• _The task_: Nothing below is to be printed except the lines between the line holding "use super::types::*;" and the line holding "match (base, overlay)", inclusive, each exactly as it appears.

• _Information provided_:
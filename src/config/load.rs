//! Configuration loading with env-var overrides.
//!
//! Reads TOML files, supports `[meta] base = "..."` inheritance chains,
//! and applies `DEEP_RESEARCH_WORK_DIR` and `DEEP_RESEARCH_LOG_LEVEL` env overrides.

use std::collections::HashSet;
use std::env;
use std::fs;
use std::path::{Path, PathBuf};

use serde::Deserialize;

use crate::error::AppError;

use super::raw::RawConfig;
use super::types::*;

/// Env var holding the model service credentials.
pub const API_KEY_ENV: &str = "OPENAI_API_KEY";

const DEFAULT_CONFIG_PATH: &str = "config/default.toml";

/// Deep-merge two TOML values.
/// Tables are merged recursively — the overlay only needs to specify keys that
/// differ from the base. For every other type (string, integer, array, …)
/// the overlay value replaces the base value wholesale.
fn merge_toml(base: toml::Value, overlay: toml::Value) -> toml::Value {
    match (base, overlay) {
        (toml::Value::Table(mut base_tbl), toml::Value::Table(overlay_tbl)) => {
            for (key, ov_val) in overlay_tbl {
                let merged = match base_tbl.remove(&key) {
                    Some(base_val) => merge_toml(base_val, ov_val),
                    None => ov_val,
                };
                base_tbl.insert(key, merged);
            }
            toml::Value::Table(base_tbl)
        }
        (_, overlay) => overlay,
    }
}

/// Read a config file, follow any `[meta] base = "..."` chain, and return the
/// fully merged `toml::Value`. `visited` carries canonicalized paths already
/// seen in this chain so circular references are caught early.
fn load_raw_merged(path: &Path, visited: &mut HashSet<PathBuf>) -> Result<toml::Value, AppError> {
    let canonical = path.canonicalize().unwrap_or_else(|_| path.to_path_buf());
    if !visited.insert(canonical) {
        return Err(AppError::Config(format!(
            "circular base reference detected at: {}",
            path.display()
        )));
    }

    let raw = fs::read_to_string(path)
        .map_err(|e| AppError::Config(format!("cannot read {}: {e}", path.display())))?;

    let overlay_val: toml::Value = toml::from_str(&raw)
        .map_err(|e| AppError::Config(format!("parse error in {}: {e}", path.display())))?;

    if let Some(base_str) = overlay_val
        .get("meta")
        .and_then(|m| m.get("base"))
        .and_then(|b| b.as_str())
    {
        let base_path = if Path::new(base_str).is_absolute() {
            PathBuf::from(base_str)
        } else {
            path.parent().unwrap_or(Path::new(".")).join(base_str)
        };
        let base_val = load_raw_merged(&base_path, visited)?;
        Ok(merge_toml(base_val, overlay_val))
    } else {
        Ok(overlay_val)
    }
}

/// Load config from the given path, or `config/default.toml`, then apply env-var overrides.
/// If no path is given and `config/default.toml` does not exist, the built-in
/// defaults are used.
pub fn load(config_path: Option<&str>) -> Result<Config, AppError> {
    let work_dir_override = env::var("DEEP_RESEARCH_WORK_DIR").ok();
    let log_level_override = env::var("DEEP_RESEARCH_LOG_LEVEL").ok();

    if let Some(path) = config_path {
        return load_from(
            Path::new(path),
            work_dir_override.as_deref(),
            log_level_override.as_deref(),
        );
    }

    let default_path = Path::new(DEFAULT_CONFIG_PATH);
    if default_path.exists() {
        load_from(default_path, work_dir_override.as_deref(), log_level_override.as_deref())
    } else {
        Ok(resolve(
            RawConfig::default(),
            work_dir_override.as_deref(),
            log_level_override.as_deref(),
        ))
    }
}

/// Internal loader — accepts an explicit path and optional overrides.
/// Tests pass overrides directly instead of mutating env vars.
/// Follows `[meta] base = "..."` inheritance chains before resolving.
pub fn load_from(
    path: &Path,
    work_dir_override: Option<&str>,
    log_level_override: Option<&str>,
) -> Result<Config, AppError> {
    let merged_val = load_raw_merged(path, &mut HashSet::new())?;

    let parsed: RawConfig = Deserialize::deserialize(merged_val).map_err(|e: toml::de::Error| {
        AppError::Config(format!("config error in {}: {e}", path.display()))
    })?;

    Ok(resolve(parsed, work_dir_override, log_level_override))
}

fn resolve(
    parsed: RawConfig,
    work_dir_override: Option<&str>,
    log_level_override: Option<&str>,
) -> Config {
    let app = parsed.app;

    let work_dir = expand_home(work_dir_override.unwrap_or(&app.work_dir));
    let log_level = log_level_override.unwrap_or(&app.log_level).to_string();
    let relative_to_work_dir = |p: &str| {
        let p = expand_home(p);
        if p.is_absolute() { p } else { work_dir.join(p) }
    };

    let report_dir = parsed
        .research
        .report_dir
        .as_deref()
        .map(relative_to_work_dir)
        .unwrap_or_else(|| work_dir.join("reports"));
    let log_file = app.log_file.as_deref().map(relative_to_work_dir);
    // Prompt overrides are project files: relative to the current directory.
    let prompts_dir = parsed.research.prompts_dir.as_deref().map(expand_home);

    let oai = parsed.llm.openai;

    Config {
        log_level,
        log_file,
        llm: LlmConfig {
            provider: parsed.llm.provider,
            openai: OpenAiConfig {
                api_base_url: oai.api_base_url,
                model: oai.model,
                mini_model: oai.mini_model,
                timeout_seconds: oai.timeout_seconds.max(1),
                instructions: oai.instructions,
                web_search_tool: oai.web_search_tool,
                include: oai.include,
            },
        },
        research: ResearchConfig {
            max_rounds: parsed.research.max_rounds,
            auto_continue: parsed.research.auto_continue,
            report_dir,
            prompts_dir,
            chain_plan_to_questions: parsed.research.chain_plan_to_questions,
        },
        openai_api_key: env::var(API_KEY_ENV).ok().filter(|k| !k.trim().is_empty()),
        work_dir,
    }
}

/// Expand a leading `~` to the user's home directory.
/// Absolute or relative paths without `~` are returned unchanged.
pub fn expand_home(path: &str) -> PathBuf {
    if let Some(rest) = path.strip_prefix("~/") {
        if let Some(home) = dirs::home_dir() {
            return home.join(rest);
        }
    }
    if path == "~" {
        if let Some(home) = dirs::home_dir() {
            return home;
        }
    }
    PathBuf::from(path)
}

• _Expected output_:
use super::types::*;

/// Env var holding the model service credentials.
pub const API_KEY_ENV: &str = "OPENAI_API_KEY";

const DEFAULT_CONFIG_PATH: &str = "config/default.toml";

/// Deep-merge two TOML values.
/// Tables are merged recursively — the overlay only needs to specify keys that
/// differ from the base. For every other type (string, integer, array, …)
/// the overlay value replaces the base value wholesale.
fn merge_toml(base: toml::Value, overlay: toml::Value) -> toml::Value {
    match (base, overlay) {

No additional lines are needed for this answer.